(Task details) Nothing but the lines holding the string "ConfigResult" should appear in the answer. Copy them from the entries.

(Provided records)
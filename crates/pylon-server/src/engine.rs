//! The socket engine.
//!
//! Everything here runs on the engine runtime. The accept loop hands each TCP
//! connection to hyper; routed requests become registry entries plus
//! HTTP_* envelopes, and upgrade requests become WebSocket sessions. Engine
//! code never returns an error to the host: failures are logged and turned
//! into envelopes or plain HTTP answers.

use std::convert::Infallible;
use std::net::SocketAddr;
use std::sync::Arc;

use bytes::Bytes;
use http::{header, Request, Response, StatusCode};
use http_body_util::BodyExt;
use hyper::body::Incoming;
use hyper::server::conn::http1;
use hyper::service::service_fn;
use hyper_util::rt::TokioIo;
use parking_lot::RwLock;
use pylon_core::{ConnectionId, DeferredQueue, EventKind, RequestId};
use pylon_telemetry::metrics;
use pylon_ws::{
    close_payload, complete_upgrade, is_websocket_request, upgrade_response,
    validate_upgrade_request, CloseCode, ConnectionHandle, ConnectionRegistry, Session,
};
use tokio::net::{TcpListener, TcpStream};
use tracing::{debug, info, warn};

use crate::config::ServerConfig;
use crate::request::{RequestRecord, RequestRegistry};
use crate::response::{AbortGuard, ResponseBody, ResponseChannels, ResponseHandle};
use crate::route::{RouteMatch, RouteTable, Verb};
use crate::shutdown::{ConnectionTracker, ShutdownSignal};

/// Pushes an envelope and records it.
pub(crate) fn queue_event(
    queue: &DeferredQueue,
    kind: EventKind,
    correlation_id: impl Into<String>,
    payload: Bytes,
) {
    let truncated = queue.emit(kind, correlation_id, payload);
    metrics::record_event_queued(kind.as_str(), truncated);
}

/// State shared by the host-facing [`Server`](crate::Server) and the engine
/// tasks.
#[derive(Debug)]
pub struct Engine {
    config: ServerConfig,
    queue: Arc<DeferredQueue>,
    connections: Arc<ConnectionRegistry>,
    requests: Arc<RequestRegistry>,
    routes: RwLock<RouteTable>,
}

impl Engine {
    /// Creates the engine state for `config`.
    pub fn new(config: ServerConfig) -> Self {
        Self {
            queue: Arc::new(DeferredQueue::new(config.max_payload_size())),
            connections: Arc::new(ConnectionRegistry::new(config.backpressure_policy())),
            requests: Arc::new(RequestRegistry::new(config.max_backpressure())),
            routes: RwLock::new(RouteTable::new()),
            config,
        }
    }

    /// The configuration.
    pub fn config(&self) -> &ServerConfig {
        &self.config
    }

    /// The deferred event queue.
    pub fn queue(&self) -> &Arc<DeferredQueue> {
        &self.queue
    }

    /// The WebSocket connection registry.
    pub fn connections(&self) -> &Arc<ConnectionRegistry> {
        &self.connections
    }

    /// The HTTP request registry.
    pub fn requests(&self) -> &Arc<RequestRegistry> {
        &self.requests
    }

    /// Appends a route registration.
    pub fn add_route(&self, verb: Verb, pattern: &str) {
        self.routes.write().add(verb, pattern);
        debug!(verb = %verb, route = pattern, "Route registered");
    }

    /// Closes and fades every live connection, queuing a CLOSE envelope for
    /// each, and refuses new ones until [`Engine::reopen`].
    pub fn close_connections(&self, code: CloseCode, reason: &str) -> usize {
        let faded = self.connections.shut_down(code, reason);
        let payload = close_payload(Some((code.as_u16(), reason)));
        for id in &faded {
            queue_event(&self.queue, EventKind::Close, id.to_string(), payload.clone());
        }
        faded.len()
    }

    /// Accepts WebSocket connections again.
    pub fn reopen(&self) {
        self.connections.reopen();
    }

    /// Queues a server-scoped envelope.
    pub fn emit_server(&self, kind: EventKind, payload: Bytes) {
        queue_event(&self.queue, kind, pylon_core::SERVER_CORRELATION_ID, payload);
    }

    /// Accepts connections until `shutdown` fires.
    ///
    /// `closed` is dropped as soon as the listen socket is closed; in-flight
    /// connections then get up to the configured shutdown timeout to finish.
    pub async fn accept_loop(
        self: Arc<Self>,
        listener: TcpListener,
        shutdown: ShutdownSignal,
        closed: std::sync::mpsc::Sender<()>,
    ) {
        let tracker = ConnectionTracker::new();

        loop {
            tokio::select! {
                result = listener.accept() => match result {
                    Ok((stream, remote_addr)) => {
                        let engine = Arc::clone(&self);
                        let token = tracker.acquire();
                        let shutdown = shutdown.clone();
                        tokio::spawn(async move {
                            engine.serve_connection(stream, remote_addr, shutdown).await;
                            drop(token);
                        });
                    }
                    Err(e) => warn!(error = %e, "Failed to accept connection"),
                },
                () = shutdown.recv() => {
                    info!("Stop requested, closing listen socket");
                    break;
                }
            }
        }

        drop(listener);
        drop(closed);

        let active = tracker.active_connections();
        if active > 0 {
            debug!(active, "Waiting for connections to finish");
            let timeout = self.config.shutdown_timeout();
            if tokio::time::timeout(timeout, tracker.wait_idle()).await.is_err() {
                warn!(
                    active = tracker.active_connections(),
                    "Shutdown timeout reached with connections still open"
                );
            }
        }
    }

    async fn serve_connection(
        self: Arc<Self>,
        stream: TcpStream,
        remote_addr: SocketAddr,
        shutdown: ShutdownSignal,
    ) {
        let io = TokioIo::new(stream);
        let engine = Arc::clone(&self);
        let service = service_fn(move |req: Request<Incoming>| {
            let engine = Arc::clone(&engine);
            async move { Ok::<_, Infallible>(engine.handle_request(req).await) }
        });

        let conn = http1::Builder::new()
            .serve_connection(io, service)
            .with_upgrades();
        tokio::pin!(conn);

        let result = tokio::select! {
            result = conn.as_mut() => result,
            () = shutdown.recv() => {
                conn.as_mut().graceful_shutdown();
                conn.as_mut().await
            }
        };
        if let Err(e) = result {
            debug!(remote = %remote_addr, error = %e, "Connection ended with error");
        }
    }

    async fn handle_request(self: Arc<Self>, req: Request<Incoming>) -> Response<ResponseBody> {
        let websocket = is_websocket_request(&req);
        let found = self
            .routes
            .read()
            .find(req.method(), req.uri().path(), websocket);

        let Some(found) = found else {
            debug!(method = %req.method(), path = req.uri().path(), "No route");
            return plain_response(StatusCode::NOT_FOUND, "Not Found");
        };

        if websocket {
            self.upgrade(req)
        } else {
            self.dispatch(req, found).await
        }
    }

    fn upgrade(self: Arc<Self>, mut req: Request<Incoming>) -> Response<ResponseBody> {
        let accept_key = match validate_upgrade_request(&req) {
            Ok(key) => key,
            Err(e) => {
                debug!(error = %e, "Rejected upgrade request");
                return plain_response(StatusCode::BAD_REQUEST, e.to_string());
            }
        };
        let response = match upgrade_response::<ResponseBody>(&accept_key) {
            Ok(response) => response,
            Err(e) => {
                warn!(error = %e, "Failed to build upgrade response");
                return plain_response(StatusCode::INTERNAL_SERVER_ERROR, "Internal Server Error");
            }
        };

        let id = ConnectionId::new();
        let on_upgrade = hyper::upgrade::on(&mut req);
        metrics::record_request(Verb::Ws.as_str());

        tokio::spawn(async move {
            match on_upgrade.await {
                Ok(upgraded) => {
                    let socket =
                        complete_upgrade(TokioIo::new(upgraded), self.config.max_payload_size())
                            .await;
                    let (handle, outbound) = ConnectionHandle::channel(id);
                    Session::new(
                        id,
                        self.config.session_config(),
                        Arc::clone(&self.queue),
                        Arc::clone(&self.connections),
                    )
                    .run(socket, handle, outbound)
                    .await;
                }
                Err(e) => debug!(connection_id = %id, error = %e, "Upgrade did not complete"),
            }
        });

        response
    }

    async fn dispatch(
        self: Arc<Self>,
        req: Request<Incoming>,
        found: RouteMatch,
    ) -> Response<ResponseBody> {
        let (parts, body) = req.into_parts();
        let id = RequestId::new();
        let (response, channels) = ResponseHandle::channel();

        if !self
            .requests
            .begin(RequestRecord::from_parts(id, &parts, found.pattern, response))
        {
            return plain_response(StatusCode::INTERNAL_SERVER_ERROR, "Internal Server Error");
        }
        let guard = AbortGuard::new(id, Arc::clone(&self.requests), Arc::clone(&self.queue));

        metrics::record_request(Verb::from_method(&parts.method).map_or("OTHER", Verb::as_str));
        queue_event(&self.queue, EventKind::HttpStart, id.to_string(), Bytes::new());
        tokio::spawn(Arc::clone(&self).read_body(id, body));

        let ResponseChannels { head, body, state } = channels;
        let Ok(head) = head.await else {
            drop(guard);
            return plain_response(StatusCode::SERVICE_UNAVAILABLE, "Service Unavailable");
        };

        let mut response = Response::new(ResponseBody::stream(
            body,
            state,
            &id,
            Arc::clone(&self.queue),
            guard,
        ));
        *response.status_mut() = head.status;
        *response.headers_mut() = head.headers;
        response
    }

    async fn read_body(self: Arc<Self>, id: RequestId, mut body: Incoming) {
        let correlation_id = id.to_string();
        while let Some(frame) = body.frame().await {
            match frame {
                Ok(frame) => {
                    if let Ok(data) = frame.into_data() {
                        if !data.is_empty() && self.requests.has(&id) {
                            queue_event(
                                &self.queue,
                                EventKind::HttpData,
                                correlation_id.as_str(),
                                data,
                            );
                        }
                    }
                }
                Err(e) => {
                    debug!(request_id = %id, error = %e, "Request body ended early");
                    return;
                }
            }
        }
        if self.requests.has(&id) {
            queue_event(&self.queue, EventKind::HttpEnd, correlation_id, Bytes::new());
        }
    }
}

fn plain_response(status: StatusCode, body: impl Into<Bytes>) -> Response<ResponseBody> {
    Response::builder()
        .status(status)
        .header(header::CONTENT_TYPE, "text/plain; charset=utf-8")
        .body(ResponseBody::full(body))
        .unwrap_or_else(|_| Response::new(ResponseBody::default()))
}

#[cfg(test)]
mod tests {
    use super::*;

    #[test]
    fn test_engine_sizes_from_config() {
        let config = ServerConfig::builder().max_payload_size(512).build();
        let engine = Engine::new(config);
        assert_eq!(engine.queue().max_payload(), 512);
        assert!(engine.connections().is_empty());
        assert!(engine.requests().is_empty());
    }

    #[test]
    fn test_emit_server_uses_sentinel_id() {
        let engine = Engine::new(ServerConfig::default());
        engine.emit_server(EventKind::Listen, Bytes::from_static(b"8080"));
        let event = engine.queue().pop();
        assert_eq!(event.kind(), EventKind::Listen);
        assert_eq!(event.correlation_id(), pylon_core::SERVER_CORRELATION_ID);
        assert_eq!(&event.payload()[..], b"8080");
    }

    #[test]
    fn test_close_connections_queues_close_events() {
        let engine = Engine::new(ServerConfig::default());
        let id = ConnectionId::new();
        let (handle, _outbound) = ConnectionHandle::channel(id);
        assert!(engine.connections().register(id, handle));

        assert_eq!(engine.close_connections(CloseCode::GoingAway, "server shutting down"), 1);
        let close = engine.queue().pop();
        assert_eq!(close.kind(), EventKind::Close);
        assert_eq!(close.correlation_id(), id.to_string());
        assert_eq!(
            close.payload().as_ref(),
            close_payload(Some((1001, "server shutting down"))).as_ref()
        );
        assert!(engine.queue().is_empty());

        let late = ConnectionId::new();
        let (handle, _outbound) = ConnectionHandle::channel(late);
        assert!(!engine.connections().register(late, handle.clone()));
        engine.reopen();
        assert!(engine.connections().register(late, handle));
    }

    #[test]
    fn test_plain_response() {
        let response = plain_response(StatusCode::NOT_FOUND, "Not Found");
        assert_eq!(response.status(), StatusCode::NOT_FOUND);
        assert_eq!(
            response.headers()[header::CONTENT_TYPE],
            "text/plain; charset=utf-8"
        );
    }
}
...
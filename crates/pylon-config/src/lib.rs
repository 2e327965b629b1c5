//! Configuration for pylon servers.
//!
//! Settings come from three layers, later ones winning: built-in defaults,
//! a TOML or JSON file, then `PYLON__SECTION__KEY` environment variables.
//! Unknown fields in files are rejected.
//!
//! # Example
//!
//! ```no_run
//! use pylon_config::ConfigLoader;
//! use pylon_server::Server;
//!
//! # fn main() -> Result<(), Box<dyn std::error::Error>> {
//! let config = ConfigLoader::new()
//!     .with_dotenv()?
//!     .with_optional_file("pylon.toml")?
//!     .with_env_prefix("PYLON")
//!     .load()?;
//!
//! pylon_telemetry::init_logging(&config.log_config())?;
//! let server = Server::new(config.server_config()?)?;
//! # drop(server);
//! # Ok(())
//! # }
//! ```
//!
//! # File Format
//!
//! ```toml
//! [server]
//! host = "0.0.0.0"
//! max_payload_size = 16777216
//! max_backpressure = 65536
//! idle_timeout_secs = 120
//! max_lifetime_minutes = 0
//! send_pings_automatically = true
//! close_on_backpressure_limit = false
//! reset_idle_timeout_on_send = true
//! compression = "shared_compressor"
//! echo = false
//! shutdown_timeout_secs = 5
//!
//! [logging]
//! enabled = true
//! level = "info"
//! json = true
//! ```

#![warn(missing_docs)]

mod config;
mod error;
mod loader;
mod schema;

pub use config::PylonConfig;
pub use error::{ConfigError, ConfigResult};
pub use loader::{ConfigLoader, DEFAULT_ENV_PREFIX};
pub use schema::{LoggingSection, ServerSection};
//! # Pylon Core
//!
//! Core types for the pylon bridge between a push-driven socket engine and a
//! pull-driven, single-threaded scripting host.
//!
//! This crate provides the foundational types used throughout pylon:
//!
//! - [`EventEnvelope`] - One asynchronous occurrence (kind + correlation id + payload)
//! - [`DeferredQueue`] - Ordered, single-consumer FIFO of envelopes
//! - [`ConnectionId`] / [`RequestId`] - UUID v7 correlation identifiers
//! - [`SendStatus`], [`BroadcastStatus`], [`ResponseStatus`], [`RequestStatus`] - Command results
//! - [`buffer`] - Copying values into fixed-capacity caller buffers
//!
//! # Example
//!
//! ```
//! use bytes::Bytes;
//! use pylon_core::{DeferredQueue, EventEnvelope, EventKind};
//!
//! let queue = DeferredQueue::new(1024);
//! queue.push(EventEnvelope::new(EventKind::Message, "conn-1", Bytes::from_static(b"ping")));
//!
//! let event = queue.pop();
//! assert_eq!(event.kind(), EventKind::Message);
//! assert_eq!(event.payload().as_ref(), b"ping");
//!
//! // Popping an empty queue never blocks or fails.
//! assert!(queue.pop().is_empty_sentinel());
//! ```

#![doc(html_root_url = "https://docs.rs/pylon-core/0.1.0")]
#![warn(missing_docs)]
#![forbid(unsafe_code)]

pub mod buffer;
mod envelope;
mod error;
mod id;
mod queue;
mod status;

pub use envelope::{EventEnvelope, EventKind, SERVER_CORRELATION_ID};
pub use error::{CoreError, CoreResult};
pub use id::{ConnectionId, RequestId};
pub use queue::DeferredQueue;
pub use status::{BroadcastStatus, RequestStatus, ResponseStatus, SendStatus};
* * *
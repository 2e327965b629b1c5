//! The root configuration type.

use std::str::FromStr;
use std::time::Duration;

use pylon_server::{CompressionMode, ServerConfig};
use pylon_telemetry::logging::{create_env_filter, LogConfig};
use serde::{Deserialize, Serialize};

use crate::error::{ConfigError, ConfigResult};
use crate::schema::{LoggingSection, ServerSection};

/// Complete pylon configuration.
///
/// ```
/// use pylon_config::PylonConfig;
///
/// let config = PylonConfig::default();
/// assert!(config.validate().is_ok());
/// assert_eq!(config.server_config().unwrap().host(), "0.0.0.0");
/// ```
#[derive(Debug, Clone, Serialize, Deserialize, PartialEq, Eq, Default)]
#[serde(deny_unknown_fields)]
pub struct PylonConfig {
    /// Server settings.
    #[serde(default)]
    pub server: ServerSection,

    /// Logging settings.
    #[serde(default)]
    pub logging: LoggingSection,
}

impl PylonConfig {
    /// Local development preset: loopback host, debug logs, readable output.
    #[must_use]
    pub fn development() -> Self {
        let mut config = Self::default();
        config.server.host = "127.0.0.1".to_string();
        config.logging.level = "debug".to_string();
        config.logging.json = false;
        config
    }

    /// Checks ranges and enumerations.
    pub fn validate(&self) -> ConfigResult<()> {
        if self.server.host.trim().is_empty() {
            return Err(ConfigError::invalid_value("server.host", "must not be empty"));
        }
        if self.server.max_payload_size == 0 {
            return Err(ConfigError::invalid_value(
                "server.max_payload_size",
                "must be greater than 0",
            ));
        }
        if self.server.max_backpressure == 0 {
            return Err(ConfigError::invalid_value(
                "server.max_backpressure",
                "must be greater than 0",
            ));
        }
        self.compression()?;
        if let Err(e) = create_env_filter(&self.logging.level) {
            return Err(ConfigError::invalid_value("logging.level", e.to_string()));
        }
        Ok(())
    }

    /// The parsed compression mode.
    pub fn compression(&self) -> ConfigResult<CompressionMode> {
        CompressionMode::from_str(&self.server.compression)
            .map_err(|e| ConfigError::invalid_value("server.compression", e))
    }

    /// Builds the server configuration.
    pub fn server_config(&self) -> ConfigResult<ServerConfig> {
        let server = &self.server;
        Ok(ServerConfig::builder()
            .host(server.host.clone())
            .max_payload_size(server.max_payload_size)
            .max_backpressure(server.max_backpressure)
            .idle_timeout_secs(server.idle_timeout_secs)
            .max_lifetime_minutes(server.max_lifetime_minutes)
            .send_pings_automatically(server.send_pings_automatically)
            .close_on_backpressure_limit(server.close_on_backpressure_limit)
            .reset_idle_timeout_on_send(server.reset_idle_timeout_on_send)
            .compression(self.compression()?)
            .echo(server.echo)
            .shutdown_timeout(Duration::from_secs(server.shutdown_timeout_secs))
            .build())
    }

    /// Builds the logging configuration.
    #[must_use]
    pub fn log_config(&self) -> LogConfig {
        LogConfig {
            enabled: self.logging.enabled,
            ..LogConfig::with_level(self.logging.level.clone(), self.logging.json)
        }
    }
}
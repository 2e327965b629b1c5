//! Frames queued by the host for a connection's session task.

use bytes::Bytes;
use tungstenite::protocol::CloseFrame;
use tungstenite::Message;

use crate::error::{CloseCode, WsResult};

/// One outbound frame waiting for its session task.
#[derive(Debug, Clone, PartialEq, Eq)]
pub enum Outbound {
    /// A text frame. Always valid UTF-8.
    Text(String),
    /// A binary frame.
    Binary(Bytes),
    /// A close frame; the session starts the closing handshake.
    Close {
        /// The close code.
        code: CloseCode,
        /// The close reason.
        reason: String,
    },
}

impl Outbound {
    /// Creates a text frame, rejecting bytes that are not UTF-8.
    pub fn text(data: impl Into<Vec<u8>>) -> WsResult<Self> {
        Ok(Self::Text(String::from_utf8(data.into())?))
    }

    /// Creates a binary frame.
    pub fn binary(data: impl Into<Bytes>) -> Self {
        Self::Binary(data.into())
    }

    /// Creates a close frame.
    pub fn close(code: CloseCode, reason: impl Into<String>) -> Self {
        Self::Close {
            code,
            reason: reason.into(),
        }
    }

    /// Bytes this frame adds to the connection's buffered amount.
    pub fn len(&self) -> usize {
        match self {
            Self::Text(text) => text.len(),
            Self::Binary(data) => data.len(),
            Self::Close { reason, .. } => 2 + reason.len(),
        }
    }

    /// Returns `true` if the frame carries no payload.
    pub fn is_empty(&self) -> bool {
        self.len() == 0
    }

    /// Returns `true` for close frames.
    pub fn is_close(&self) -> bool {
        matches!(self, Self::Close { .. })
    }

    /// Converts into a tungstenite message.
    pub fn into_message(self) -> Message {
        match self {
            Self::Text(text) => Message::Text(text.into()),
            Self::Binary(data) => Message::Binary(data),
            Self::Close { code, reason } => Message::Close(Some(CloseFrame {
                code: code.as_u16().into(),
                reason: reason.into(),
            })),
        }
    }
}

(Result of this exercise)
pub use error::{ConfigError, ConfigResult};
use crate::error::{ConfigError, ConfigResult};
    pub fn validate(&self) -> ConfigResult<()> {
    pub fn compression(&self) -> ConfigResult<CompressionMode> {
    pub fn server_config(&self) -> ConfigResult<ServerConfig> {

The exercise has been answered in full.